Exercise prompt: Please output the data below exactly as given, starting at its first line and stopping after the line that contains "mod test_error;".
%%
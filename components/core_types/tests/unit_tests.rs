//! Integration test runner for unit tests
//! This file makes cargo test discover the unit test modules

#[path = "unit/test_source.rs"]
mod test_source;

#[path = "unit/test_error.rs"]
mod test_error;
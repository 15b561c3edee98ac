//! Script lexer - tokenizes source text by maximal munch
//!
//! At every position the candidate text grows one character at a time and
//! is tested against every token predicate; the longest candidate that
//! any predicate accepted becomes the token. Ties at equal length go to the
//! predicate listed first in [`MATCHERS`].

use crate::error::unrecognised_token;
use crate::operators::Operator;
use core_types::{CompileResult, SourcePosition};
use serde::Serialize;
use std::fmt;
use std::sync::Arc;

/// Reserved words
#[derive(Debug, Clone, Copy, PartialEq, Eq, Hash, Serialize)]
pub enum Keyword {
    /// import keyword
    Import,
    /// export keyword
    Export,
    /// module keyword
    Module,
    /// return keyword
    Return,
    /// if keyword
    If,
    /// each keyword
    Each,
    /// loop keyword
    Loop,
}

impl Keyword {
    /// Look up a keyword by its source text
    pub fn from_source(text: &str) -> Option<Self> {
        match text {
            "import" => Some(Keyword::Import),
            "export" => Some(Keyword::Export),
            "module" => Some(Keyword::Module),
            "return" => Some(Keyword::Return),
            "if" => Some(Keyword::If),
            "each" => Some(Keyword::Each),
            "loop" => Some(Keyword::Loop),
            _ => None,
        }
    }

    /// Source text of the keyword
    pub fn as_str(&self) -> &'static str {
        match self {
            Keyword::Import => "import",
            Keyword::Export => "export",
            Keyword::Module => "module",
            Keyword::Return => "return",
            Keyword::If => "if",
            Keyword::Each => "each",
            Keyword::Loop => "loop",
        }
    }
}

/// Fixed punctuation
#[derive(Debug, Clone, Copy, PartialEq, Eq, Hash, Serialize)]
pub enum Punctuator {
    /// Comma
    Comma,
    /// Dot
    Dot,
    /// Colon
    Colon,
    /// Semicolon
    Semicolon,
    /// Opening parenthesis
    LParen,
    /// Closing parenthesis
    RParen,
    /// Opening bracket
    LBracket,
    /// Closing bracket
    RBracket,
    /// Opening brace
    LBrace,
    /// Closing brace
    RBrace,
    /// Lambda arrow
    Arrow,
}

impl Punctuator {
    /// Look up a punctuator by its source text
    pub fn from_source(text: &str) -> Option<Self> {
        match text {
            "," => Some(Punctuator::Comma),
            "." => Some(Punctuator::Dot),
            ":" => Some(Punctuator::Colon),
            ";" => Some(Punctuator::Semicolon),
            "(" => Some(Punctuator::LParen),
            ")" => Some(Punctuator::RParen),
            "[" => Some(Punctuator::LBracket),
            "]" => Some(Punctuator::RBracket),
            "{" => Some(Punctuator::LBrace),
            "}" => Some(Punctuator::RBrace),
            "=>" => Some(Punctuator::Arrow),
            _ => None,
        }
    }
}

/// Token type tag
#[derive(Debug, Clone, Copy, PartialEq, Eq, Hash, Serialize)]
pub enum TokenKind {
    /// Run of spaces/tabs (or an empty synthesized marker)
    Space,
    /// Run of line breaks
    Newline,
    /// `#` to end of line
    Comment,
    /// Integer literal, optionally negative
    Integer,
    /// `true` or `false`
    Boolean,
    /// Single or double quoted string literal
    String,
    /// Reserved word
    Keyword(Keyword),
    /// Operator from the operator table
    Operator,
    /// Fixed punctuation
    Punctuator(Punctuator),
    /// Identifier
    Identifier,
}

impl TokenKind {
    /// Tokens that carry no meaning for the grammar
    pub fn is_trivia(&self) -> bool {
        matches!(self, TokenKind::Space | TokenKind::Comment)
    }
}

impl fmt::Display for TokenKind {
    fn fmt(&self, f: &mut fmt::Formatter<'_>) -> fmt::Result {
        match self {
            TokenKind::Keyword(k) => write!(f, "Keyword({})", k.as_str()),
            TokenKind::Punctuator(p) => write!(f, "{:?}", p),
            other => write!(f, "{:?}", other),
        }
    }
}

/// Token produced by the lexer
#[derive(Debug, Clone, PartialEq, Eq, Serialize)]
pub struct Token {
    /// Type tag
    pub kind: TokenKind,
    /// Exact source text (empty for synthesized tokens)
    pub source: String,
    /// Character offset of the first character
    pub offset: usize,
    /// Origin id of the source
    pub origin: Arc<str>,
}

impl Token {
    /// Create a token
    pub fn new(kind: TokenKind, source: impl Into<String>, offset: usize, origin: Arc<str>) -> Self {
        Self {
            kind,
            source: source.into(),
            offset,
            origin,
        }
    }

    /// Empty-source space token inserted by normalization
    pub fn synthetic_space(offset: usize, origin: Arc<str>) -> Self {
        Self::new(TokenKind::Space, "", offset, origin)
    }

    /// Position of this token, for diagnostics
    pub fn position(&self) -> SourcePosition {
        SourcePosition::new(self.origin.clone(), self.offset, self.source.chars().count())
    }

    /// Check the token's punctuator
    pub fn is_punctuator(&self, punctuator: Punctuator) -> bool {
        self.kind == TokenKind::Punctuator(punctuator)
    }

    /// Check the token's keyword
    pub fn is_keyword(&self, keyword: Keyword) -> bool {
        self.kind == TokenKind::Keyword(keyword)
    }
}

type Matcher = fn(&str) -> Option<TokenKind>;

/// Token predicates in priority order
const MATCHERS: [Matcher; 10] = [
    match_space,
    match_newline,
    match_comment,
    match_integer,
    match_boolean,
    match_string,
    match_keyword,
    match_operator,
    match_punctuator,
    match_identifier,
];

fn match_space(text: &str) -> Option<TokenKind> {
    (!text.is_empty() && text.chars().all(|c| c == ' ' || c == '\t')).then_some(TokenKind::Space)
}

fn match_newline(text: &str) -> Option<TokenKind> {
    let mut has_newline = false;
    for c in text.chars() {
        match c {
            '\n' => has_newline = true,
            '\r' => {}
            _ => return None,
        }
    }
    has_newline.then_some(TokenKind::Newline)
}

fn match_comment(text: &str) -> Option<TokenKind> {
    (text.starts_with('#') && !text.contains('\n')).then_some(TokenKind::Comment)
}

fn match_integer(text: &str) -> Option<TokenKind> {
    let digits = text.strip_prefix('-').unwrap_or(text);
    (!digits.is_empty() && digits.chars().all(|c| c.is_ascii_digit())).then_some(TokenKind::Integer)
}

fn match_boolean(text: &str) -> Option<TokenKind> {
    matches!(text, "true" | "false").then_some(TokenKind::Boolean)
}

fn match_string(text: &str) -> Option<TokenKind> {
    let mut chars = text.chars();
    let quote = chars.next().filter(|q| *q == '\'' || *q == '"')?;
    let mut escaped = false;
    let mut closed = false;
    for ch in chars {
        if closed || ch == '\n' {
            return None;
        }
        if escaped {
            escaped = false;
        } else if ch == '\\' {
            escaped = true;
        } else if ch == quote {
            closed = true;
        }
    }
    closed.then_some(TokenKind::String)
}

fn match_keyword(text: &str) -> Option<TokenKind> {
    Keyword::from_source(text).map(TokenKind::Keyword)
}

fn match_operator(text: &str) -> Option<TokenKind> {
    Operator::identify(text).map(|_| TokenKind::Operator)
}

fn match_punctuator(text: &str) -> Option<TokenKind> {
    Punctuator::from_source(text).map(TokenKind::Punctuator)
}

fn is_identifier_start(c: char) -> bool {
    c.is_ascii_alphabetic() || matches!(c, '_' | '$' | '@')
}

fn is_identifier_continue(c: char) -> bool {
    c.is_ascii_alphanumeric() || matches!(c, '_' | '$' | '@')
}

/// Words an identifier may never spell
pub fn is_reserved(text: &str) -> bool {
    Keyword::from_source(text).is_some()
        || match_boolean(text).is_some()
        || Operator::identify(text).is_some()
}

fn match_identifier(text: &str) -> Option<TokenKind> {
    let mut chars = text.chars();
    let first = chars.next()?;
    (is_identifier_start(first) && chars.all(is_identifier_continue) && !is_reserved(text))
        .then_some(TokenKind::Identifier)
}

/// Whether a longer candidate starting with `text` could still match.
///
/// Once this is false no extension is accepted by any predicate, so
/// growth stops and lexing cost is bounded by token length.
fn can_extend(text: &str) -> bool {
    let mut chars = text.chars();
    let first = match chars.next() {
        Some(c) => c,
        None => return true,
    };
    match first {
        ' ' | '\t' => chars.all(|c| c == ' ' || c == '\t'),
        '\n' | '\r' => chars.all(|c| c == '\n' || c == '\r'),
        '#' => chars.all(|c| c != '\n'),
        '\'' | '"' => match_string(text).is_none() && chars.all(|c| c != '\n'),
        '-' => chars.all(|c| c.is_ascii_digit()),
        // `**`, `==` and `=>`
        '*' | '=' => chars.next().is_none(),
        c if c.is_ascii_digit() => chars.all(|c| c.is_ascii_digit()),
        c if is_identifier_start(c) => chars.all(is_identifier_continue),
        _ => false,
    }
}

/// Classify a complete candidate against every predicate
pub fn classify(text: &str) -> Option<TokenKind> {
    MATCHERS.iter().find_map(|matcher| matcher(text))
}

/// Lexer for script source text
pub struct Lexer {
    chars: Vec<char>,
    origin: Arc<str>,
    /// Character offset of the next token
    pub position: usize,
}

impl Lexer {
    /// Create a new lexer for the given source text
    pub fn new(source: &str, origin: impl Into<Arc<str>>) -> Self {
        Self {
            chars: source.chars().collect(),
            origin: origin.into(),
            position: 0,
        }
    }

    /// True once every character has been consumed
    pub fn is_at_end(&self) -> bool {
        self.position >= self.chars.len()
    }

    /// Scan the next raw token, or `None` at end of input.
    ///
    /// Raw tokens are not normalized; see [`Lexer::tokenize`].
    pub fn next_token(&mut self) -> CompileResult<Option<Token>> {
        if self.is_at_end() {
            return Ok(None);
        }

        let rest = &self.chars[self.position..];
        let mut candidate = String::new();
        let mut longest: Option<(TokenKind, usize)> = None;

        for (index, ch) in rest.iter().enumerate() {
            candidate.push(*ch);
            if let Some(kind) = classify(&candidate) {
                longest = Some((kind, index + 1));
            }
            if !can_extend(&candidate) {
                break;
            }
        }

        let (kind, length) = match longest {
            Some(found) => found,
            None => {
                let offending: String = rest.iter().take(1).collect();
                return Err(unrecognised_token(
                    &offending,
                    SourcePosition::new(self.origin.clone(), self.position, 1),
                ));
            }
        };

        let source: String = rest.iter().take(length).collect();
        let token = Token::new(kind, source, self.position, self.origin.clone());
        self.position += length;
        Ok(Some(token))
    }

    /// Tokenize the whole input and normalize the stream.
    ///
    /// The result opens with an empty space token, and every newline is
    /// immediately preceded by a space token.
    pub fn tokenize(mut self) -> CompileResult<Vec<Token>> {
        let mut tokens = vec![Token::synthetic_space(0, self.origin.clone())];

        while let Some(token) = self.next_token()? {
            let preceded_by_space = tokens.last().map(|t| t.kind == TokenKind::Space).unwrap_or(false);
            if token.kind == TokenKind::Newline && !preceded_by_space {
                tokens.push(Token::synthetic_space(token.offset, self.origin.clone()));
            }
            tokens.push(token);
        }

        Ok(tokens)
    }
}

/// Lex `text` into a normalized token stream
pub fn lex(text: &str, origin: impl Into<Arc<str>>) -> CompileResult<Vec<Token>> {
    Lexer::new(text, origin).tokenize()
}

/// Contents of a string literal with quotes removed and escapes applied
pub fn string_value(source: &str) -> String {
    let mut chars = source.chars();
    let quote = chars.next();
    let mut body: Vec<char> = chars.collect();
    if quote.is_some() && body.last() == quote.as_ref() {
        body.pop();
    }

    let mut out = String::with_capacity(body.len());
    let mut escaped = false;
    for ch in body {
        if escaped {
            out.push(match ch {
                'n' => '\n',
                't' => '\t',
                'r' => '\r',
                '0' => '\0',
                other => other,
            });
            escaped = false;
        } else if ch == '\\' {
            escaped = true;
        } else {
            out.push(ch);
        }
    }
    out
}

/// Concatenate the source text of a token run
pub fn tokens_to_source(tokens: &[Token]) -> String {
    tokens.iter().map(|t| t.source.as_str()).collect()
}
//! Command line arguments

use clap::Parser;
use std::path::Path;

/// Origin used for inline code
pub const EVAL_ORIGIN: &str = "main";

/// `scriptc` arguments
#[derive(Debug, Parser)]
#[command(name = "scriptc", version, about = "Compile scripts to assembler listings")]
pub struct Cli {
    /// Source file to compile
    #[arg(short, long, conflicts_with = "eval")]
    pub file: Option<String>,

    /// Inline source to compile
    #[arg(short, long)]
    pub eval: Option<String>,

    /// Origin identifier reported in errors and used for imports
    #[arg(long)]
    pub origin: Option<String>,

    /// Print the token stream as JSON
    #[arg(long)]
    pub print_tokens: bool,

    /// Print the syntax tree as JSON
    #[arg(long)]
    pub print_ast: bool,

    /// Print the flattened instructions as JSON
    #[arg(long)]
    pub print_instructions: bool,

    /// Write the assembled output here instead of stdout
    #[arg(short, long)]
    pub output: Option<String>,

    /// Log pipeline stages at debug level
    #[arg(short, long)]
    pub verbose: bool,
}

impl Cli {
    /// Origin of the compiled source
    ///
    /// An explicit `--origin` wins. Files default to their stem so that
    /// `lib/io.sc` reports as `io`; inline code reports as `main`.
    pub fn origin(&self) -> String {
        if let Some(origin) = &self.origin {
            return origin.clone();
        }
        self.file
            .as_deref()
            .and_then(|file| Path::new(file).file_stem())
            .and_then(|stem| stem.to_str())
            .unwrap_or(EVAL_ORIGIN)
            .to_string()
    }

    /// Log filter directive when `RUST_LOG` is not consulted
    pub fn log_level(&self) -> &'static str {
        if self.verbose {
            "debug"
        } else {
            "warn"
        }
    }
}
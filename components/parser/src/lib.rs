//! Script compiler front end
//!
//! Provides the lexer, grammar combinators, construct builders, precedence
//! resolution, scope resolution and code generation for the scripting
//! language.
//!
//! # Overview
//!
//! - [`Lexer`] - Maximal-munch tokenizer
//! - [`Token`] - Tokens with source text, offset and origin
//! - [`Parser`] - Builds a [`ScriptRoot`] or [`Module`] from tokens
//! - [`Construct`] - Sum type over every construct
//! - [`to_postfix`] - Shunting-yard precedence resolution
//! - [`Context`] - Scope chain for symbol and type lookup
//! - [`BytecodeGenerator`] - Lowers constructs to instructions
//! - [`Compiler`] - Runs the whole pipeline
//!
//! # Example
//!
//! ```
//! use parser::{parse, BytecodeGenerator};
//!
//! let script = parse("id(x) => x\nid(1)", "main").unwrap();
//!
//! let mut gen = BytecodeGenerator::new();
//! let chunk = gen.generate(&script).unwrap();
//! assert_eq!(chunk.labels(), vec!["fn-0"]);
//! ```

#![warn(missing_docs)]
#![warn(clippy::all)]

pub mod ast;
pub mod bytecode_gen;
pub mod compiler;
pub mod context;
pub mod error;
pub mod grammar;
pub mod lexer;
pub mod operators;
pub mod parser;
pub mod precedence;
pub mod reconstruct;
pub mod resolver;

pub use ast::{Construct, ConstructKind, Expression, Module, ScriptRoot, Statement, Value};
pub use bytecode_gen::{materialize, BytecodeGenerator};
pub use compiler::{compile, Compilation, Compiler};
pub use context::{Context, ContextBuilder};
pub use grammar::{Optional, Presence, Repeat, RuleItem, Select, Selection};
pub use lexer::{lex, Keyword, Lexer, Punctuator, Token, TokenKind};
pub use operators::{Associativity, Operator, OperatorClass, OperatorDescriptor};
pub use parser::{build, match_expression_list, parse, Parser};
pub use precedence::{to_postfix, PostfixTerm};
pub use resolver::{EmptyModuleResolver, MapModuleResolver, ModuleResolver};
%%
Exercise solution:
filename components/core_types/tests/unit_tests.rs
//! Integration test runner for unit tests
//! This file makes cargo test discover the unit test modules

#[path = "unit/test_source.rs"]
mod test_source;

#[path = "unit/test_error.rs"]
mod test_error;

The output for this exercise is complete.